CDS outlines the future of defence innovation at London Tech Week

Speaking to a packed audience of technologists, investors and policy leaders, the Chief of Defence Staff set out a vision in which the UK’s armed forces become a catalyst for national innovation, not just a beneficiary. He described a shift from closed, slow-moving programmes to an agile, “secure-by-design” ecosystem where startups, academia and traditional primes work side by side.Emphasising that operational advantage now depends as much on data and software as on ships, tanks and aircraft, he highlighted priority areas such as:

  • AI-enabled decision-making to shorten the gap between information, judgement and action
  • Advanced cyber defence to secure critical national infrastructure and deployed forces
  • Space-based services to enhance communications, navigation and intelligence
  • Autonomous systems at sea, on land and in the air to reduce risk to personnel

He underlined that this conversion will demand not only new technology, but new ways of working-leaner procurement, shared standards, and rapid experimentation that brings the battlefield and the lab closer together.
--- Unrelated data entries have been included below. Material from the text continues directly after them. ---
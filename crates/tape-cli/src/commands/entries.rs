//! Entry commands: `add`, `list`, `edit`, `delete`.

use tape_core::format::{format_number, Decimals};
use tape_core::ledger::{CommitOutcome, Replacement};

use crate::app::{resolve_entry_id, AppContext};
use crate::cli::{AddArgs, DeleteArgs, EditArgs, ListArgs};
use crate::errors::CliError;
use crate::helpers::{parse_output_format, parse_value, prompt_label, LabelChoice};
use crate::output::{display_number, entries_json, entry_json, print_entry_list};
use crate::ui::{header, print, receipt, short_id, UiContext};

pub fn handle_add(ctx: &AppContext, args: &AddArgs) -> anyhow::Result<()> {
    let mut ledger = ctx.open_ledger()?;
    let previous_expr = ledger.current_expr().to_string();
    if let Some(expr) = &args.expr {
        ledger.set_expr(expr.clone());
    }

    let inline_label = args.label.as_deref().filter(|label| !label.trim().is_empty());
    let outcome = match ledger.commit(inline_label) {
        Ok(outcome) => outcome,
        Err(err) => {
            if args.expr.is_some() {
                ledger.set_expr(previous_expr);
            }
            return Err(err.into());
        }
    };

    let added = match outcome {
        CommitOutcome::Added(id) => Some(id),
        CommitOutcome::AwaitingLabel => {
            let choice = if !args.no_input && UiContext::is_interactive() {
                let display = ledger
                    .pending()
                    .map(|pending| format_number(pending.value, Decimals::Auto))
                    .unwrap_or_default();
                prompt_label(&display)?
            } else {
                LabelChoice::Keep(String::new())
            };
            match choice {
                LabelChoice::Keep(label) => ledger.resolve_label(true, &label)?,
                LabelChoice::Discard => ledger.resolve_label(false, "")?,
            }
        }
        CommitOutcome::AlreadyPending => {
            return Err(anyhow::anyhow!("A value is already waiting for a label"));
        }
    };

    let ui = ctx.ui_context(args.json, None, ledger.theme());
    let Some(entry) = added.and_then(|id| ledger.find_entry(id)) else {
        if ui.mode.is_json() {
            println!("{}", serde_json::json!({ "discarded": true }));
        } else if !ctx.quiet() {
            print(&ui, "Discarded value");
        }
        return Ok(());
    };

    if ui.mode.is_json() {
        println!("{}", serde_json::to_string_pretty(&entry_json(entry))?);
    } else if ctx.quiet() {
        println!("{}", entry.id);
    } else {
        let id = entry.id.to_string();
        let value = display_number(&ui, entry.value);
        let total = display_number(&ui, ledger.total());
        let mut items = vec![("ID", id.as_str()), ("Value", value.as_str())];
        if !entry.label.is_empty() {
            items.push(("Label", entry.label.as_str()));
        }
        items.push(("Total", total.as_str()));
        print(&ui, &receipt(&ui, "Added entry", &items));
    }
    Ok(())
}

pub fn handle_list(ctx: &AppContext, args: &ListArgs) -> anyhow::Result<()> {
    let ledger = ctx.open_ledger()?;
    let format = parse_output_format(args.format.as_deref())?;
    if args.json && format.is_some() {
        return Err(CliError::invalid_input("--format cannot be used with --json").into());
    }

    let entries = ledger.entries();
    let shown = &entries[..args.limit.unwrap_or(entries.len()).min(entries.len())];

    let ui = ctx.ui_context(args.json, format, ledger.theme());
    if ui.mode.is_json() {
        println!("{}", serde_json::to_string_pretty(&entries_json(shown))?);
        return Ok(());
    }

    if ui.mode.is_pretty() && !ctx.quiet() {
        let context = format!("{} of {} entries", shown.len(), entries.len());
        print(&ui, &header(&ui, "list", Some(&context)));
    }
    print_entry_list(&ui, shown, ledger.total(), ctx.quiet());
    Ok(())
}

pub fn handle_edit(ctx: &AppContext, args: &EditArgs) -> anyhow::Result<()> {
    let mut ledger = ctx.open_ledger()?;
    let id = resolve_entry_id(ledger.entries(), &args.id)?;
    let (current_expr, current_label) = match ledger.find_entry(id) {
        Some(entry) => (entry.expr.clone(), entry.label.clone()),
        None => {
            return Err(CliError::not_found(
                format!("Entry not found: {}", args.id),
                "Hint: Run `tape list` to find entry IDs.",
            )
            .into());
        }
    };

    let replacement = match (&args.expr, &args.value) {
        (Some(expr), _) => Replacement::Expr(expr.clone()),
        (None, Some(value)) => Replacement::Value(parse_value(value)?),
        (None, None) if args.label.is_some() => Replacement::Expr(current_expr),
        (None, None) => {
            return Err(CliError::invalid_input(
                "Nothing to change\nHint: Pass --expr, --value or --label.",
            )
            .into());
        }
    };
    let label = args.label.clone().unwrap_or(current_label);

    ledger.edit_entry(id, replacement, &label)?;

    let ui = ctx.ui_context(args.json, None, ledger.theme());
    if let Some(entry) = ledger.find_entry(id) {
        if ui.mode.is_json() {
            println!("{}", serde_json::to_string_pretty(&entry_json(entry))?);
        } else if !ctx.quiet() {
            let short = short_id(&entry.id);
            let value = display_number(&ui, entry.value);
            let total = display_number(&ui, ledger.total());
            let items = [
                ("ID", short.as_str()),
                ("Expr", entry.expr.as_str()),
                ("Value", value.as_str()),
                ("Total", total.as_str()),
            ];
            print(&ui, &receipt(&ui, "Edited entry", &items));
        }
    }
    Ok(())
}

pub fn handle_delete(ctx: &AppContext, args: &DeleteArgs) -> anyhow::Result<()> {
    let mut ledger = ctx.open_ledger()?;
    let id = resolve_entry_id(ledger.entries(), &args.id)?;
    ledger.delete_entry(id);

    if !ctx.quiet() {
        let ui = ctx.ui_context(false, None, ledger.theme());
        let id = id.to_string();
        let total = display_number(&ui, ledger.total());
        print(
            &ui,
            &receipt(&ui, "Deleted entry", &[("ID", id.as_str()), ("Total", total.as_str())]),
        );
    }
    Ok(())
}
To give industry clear signals,the CDS sketched a near-term roadmap of capability needs and collaboration models,stressing that predictable demand and open competition are central to drawing in private capital. He pointed to an emerging “defence innovation spine” that links frontline commands with UK research hubs and commercial accelerators, and he invited London Tech Week participants to plug their solutions directly into real operational challenges. Key themes included:

  • Co-investment models that de-risk early-stage concepts
  • Dual-use technologies that serve both civilian and defence markets
  • Interoperability with allies through shared digital architectures
Focus Area 2026 Goal
AI & Data Automated insight for major operations
Cyber Resilient-by-default military networks
Autonomy Scaled deployment of uncrewed platforms
Space Persistent UK-led orbital services

His message to the tech community was clear: defence is opening up, moving faster, and ready to partner with innovators who can help the UK stay ahead in an era of constant strategic competition.

Harnessing artificial intelligence responsibly in military operations

For the Armed Forces, the question is no longer whether to adopt AI, but how to embed it within a framework of human judgement, legal obligation and public trust. That means treating algorithms as tools,not decision-makers,and ensuring a clear chain of accountability from coder to commander. Defence must set strict parameters for data provenance, ensure models are auditable, and preserve the ability of commanders to query and override automated recommendations. In practice, that involves robust testing in synthetic environments, red-teaming against adversarial manipulation, and continuous monitoring of systems once deployed. The aim is not to create autonomous arsenals, but to give our people faster insight, sharper discrimination and better options in the fog of conflict.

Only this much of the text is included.